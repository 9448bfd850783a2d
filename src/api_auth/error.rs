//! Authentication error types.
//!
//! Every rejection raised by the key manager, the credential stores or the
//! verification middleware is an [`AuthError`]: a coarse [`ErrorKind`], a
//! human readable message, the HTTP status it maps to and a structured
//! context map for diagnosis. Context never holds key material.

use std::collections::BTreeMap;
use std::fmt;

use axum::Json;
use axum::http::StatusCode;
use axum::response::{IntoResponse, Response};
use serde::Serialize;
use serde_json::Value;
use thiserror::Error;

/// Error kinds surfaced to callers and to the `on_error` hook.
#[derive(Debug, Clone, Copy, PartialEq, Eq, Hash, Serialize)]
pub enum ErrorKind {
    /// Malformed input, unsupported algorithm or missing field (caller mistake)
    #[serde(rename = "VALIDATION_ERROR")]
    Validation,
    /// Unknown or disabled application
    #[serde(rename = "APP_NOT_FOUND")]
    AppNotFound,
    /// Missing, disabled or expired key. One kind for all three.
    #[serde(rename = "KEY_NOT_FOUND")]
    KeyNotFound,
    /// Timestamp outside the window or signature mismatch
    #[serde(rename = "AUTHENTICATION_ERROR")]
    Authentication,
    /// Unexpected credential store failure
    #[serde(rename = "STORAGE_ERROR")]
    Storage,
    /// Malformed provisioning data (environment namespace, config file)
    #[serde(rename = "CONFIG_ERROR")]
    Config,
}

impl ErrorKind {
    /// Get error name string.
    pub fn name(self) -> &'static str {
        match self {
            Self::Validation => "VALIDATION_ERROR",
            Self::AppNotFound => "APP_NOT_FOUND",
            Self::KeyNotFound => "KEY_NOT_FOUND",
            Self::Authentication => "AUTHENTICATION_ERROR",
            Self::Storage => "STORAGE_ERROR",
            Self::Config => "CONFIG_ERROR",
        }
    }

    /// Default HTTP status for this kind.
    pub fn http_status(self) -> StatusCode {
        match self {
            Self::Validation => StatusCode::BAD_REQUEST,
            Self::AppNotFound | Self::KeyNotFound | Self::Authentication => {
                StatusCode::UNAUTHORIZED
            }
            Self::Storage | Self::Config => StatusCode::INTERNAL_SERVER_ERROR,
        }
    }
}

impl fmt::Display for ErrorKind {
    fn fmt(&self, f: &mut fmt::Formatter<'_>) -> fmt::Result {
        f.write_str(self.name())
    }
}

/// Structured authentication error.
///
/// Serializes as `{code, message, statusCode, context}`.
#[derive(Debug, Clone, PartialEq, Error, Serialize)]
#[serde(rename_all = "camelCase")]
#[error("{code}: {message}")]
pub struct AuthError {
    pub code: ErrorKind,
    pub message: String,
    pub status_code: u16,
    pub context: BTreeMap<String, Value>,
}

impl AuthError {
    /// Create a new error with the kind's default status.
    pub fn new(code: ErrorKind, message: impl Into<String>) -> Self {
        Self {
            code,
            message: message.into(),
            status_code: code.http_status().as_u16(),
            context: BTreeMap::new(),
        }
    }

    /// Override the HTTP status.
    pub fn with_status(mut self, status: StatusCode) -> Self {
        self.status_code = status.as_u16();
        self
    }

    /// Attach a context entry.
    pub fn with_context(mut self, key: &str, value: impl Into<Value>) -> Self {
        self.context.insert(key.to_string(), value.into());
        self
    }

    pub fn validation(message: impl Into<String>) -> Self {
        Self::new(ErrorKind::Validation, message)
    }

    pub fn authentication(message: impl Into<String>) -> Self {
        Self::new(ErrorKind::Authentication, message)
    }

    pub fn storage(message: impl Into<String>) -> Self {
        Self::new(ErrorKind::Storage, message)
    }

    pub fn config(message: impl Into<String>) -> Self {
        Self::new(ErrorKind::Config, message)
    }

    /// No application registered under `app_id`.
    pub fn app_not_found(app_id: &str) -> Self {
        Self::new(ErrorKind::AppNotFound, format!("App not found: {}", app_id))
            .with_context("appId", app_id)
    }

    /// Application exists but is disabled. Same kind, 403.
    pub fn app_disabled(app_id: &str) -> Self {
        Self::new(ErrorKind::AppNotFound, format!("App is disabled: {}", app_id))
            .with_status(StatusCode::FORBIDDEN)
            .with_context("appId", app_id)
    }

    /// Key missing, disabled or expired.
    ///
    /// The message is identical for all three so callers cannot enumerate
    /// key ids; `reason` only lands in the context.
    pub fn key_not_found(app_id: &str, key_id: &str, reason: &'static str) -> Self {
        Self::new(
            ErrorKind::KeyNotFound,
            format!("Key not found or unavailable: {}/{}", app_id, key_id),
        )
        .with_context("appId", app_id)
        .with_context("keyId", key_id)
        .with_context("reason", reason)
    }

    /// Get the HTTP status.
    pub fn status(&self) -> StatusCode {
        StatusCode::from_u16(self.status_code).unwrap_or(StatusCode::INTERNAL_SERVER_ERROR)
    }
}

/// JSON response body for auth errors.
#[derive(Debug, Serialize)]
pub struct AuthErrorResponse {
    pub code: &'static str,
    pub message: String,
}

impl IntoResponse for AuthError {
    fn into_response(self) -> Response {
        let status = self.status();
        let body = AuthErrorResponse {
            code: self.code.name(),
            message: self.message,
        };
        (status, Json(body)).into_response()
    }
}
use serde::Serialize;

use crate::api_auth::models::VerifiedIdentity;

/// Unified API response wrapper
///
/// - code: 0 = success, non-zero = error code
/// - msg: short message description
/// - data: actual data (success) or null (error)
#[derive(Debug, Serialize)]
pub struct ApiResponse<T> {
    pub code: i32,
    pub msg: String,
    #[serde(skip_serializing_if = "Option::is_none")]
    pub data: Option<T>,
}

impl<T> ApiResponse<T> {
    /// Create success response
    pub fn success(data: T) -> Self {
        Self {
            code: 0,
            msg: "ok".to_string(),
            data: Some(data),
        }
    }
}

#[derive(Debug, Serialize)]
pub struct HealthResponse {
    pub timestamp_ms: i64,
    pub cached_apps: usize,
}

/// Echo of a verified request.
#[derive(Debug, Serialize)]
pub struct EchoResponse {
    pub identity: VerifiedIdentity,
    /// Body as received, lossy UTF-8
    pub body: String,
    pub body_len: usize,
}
====
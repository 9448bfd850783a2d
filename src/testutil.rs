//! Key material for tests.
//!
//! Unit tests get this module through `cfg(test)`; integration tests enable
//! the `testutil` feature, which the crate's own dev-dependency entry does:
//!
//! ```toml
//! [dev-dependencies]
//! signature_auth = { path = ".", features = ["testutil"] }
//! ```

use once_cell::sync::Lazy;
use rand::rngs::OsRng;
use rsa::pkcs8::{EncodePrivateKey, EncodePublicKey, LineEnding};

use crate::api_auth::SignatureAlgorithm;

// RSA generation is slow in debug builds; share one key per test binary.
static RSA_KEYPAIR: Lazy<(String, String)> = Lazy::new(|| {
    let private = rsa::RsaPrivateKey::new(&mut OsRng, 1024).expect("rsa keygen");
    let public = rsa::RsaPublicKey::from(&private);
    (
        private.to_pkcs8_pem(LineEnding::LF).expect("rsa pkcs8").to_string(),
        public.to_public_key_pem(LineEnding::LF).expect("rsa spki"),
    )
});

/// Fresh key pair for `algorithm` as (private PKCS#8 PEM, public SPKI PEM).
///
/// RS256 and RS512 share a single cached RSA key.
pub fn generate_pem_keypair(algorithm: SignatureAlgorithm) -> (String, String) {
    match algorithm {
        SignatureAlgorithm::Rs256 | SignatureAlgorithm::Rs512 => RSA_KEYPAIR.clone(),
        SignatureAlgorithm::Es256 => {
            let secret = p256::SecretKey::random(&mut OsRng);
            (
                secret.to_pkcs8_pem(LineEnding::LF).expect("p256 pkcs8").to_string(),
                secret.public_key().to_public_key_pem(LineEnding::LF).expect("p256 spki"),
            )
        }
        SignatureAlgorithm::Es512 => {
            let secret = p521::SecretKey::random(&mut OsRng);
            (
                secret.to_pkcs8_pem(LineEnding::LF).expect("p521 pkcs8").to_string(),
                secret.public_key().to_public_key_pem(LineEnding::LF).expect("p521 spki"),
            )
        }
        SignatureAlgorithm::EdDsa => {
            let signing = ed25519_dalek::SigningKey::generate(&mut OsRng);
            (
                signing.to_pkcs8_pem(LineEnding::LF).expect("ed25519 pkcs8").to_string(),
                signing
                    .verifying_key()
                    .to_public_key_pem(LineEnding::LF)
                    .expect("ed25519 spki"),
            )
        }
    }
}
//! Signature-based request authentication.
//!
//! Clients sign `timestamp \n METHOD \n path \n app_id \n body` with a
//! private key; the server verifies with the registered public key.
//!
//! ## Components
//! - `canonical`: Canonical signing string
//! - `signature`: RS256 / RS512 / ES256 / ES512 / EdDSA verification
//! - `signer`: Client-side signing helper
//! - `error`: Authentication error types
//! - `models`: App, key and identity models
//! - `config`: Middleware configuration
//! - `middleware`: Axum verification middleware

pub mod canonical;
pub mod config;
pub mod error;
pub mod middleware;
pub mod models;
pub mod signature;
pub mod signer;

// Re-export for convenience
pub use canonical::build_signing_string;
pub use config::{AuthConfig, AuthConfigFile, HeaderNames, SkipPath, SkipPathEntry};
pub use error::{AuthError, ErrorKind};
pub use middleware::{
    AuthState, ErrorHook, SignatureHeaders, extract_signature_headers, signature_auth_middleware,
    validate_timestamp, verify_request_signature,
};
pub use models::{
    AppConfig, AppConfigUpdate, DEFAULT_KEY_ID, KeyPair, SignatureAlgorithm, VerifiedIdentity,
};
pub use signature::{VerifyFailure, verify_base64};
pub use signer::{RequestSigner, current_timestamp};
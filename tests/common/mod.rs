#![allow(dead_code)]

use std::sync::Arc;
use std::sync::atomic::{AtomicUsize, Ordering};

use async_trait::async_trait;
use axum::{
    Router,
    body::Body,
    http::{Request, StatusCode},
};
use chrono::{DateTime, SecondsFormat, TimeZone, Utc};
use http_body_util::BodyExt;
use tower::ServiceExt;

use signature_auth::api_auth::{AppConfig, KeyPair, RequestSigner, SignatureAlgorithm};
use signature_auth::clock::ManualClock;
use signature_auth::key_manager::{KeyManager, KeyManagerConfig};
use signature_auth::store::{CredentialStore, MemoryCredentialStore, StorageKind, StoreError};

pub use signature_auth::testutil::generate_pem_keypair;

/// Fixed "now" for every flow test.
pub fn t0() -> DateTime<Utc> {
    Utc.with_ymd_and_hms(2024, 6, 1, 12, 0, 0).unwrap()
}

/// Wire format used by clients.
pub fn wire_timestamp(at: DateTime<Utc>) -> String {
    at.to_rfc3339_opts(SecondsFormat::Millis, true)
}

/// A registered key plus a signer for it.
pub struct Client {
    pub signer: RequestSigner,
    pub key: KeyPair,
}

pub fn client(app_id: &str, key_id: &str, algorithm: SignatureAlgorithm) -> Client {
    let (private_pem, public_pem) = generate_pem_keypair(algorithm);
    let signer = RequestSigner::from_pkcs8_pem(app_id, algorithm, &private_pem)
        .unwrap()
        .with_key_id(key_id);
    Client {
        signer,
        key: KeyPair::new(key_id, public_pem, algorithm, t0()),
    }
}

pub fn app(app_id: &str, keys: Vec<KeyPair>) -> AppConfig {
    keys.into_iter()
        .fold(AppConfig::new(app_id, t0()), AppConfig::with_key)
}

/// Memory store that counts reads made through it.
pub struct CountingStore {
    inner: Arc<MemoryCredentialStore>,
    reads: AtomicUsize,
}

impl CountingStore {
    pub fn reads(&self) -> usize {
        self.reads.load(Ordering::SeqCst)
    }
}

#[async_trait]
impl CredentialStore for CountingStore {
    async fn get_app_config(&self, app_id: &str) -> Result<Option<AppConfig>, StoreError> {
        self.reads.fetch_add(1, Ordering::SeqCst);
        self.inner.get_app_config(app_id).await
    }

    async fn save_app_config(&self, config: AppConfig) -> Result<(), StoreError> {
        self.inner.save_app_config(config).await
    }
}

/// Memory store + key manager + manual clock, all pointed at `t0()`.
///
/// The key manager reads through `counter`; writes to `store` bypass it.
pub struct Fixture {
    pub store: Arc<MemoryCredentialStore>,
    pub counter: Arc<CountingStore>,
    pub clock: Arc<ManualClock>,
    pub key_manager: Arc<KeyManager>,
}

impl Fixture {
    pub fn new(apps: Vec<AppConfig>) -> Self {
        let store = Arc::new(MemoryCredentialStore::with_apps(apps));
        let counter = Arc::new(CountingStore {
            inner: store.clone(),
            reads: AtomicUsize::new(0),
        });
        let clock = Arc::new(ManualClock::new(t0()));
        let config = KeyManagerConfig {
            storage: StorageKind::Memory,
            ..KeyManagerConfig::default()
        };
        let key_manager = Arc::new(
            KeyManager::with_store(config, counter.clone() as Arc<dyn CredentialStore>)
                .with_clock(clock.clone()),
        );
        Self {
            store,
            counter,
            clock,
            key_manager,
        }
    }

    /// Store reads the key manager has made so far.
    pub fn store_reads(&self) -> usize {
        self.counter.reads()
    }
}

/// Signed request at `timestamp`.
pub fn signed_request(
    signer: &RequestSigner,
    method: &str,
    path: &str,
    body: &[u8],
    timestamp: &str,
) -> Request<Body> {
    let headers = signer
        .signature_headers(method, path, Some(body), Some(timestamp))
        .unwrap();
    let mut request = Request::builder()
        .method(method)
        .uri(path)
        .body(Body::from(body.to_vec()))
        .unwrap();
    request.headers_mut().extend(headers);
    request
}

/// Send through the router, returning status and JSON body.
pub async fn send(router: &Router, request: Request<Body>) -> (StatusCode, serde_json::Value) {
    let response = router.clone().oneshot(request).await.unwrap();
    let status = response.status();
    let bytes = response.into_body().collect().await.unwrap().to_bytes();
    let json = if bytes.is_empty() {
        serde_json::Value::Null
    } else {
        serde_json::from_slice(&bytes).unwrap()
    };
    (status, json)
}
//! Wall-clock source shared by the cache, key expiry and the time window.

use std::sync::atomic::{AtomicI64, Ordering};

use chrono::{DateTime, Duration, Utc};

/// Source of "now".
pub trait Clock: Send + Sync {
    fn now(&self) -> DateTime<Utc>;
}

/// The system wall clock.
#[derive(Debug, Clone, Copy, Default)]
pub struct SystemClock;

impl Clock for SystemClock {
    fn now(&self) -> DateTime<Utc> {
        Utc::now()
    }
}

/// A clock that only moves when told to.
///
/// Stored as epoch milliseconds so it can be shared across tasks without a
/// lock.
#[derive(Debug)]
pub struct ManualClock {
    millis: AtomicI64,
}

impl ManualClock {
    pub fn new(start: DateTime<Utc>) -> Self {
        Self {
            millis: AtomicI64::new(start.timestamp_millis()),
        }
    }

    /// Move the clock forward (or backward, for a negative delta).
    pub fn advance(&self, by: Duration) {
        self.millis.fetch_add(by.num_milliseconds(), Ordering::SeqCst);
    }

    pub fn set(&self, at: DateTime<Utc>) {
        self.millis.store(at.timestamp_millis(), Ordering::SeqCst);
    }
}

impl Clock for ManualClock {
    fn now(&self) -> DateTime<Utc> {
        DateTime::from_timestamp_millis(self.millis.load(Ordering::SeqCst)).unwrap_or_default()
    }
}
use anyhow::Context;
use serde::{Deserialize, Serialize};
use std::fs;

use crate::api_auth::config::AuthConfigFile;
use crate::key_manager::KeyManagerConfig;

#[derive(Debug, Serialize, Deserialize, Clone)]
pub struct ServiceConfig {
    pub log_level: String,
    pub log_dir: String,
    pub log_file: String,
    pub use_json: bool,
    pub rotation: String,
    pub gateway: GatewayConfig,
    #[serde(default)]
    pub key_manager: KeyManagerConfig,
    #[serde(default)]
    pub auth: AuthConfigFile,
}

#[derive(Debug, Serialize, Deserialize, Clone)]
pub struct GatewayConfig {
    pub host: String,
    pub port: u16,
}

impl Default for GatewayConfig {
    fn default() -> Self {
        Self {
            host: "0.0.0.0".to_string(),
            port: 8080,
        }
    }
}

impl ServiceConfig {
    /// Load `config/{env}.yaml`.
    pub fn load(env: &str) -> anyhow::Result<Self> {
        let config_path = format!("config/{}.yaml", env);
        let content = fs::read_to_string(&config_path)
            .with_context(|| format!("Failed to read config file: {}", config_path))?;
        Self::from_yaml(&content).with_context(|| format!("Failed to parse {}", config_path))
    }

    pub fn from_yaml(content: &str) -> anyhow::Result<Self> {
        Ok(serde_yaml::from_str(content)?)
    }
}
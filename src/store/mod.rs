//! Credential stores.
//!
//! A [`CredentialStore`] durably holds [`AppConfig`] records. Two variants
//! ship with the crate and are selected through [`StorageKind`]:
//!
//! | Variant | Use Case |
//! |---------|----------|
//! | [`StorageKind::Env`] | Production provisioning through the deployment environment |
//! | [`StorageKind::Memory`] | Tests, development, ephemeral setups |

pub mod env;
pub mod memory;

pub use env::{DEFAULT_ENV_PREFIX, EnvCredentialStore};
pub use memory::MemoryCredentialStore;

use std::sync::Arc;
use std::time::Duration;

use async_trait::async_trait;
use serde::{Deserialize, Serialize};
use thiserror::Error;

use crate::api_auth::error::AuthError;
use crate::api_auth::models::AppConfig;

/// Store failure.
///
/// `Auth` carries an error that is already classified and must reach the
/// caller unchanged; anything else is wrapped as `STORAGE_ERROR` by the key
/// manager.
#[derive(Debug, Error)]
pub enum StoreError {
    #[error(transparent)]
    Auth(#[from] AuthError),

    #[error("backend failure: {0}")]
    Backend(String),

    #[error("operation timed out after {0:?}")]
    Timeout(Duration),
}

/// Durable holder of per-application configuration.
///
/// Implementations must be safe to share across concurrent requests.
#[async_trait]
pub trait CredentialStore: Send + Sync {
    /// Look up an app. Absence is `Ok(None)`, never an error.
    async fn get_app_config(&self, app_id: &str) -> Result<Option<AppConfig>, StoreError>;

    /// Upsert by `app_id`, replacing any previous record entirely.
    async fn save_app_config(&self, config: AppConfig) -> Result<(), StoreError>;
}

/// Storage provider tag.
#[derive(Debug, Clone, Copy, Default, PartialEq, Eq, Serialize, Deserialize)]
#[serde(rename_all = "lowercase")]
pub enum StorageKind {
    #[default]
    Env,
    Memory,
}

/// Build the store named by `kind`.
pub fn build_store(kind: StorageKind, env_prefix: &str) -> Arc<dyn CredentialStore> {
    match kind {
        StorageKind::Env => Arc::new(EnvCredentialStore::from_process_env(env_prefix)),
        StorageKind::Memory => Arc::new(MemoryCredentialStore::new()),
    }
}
====
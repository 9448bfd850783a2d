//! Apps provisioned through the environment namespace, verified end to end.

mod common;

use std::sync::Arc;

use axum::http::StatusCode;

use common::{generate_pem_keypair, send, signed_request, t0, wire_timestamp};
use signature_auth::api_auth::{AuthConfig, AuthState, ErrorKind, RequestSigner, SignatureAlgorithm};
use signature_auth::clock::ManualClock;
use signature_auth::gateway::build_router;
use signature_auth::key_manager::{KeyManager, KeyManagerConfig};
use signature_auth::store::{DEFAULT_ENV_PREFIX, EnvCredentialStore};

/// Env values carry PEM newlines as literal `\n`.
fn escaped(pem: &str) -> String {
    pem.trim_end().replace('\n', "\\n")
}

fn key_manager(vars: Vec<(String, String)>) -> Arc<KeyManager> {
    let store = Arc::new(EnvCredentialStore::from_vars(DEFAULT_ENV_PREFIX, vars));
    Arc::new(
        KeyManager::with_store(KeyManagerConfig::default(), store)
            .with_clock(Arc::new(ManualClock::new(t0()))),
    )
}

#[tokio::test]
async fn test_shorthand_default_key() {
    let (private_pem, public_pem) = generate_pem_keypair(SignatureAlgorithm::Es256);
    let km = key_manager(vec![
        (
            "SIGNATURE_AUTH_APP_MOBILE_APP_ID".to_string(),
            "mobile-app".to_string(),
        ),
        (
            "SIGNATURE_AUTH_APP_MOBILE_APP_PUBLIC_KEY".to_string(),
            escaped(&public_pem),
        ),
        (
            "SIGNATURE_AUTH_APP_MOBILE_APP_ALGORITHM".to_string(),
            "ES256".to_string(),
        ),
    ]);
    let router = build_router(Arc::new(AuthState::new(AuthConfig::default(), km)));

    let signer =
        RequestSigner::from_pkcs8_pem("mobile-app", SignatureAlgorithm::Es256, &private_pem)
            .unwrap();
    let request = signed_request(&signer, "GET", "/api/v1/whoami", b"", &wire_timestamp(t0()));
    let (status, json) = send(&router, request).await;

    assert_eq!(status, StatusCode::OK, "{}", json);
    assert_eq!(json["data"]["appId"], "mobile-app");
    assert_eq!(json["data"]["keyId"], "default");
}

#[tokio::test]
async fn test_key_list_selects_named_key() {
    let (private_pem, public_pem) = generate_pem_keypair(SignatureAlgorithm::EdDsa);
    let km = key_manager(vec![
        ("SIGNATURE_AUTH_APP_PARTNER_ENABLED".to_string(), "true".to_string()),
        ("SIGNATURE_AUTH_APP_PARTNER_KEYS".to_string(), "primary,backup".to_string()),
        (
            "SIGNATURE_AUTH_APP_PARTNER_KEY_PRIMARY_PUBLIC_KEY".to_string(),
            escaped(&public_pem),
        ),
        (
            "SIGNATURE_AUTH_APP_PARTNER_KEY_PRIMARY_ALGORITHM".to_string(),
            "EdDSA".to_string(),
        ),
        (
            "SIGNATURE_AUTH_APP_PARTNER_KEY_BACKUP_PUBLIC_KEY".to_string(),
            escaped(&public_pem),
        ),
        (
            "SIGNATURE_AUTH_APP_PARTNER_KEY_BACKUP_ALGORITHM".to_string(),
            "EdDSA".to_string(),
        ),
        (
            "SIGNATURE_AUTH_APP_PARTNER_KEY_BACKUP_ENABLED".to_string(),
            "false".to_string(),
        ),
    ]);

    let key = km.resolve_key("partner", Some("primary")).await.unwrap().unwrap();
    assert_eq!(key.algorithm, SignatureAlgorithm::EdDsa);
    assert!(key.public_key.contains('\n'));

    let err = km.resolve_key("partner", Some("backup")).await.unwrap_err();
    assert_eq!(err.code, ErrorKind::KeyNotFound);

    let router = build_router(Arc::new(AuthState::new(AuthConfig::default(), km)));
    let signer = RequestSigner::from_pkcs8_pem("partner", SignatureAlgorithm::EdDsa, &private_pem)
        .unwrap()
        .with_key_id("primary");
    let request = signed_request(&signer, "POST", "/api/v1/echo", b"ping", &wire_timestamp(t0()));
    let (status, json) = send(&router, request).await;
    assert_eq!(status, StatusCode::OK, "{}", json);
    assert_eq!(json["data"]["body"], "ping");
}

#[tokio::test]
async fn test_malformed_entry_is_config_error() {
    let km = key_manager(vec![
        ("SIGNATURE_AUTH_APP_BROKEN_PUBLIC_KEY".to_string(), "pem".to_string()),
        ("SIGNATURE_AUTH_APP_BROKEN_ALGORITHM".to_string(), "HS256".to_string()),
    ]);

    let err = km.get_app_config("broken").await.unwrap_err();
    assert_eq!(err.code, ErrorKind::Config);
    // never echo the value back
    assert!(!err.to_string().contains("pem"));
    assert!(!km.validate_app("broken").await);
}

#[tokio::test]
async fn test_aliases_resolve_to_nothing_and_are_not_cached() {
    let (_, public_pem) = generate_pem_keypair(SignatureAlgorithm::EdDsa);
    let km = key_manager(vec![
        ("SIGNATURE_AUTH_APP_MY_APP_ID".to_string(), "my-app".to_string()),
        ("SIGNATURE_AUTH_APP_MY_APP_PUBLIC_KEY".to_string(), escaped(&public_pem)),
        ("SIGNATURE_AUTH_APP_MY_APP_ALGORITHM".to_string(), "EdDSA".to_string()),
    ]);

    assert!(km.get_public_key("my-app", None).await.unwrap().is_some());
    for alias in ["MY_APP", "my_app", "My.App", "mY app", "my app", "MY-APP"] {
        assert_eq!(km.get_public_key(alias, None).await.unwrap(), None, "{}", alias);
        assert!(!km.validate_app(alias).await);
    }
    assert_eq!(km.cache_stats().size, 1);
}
====
All lines that contain the word "verification" should be copied from the listing.

//! verification middleware is an [`AuthError`]: a coarse [`ErrorKind`], a
//! - `signature`: RS256 / RS512 / ES256 / ES512 / EdDSA verification
//! - `middleware`: Axum verification middleware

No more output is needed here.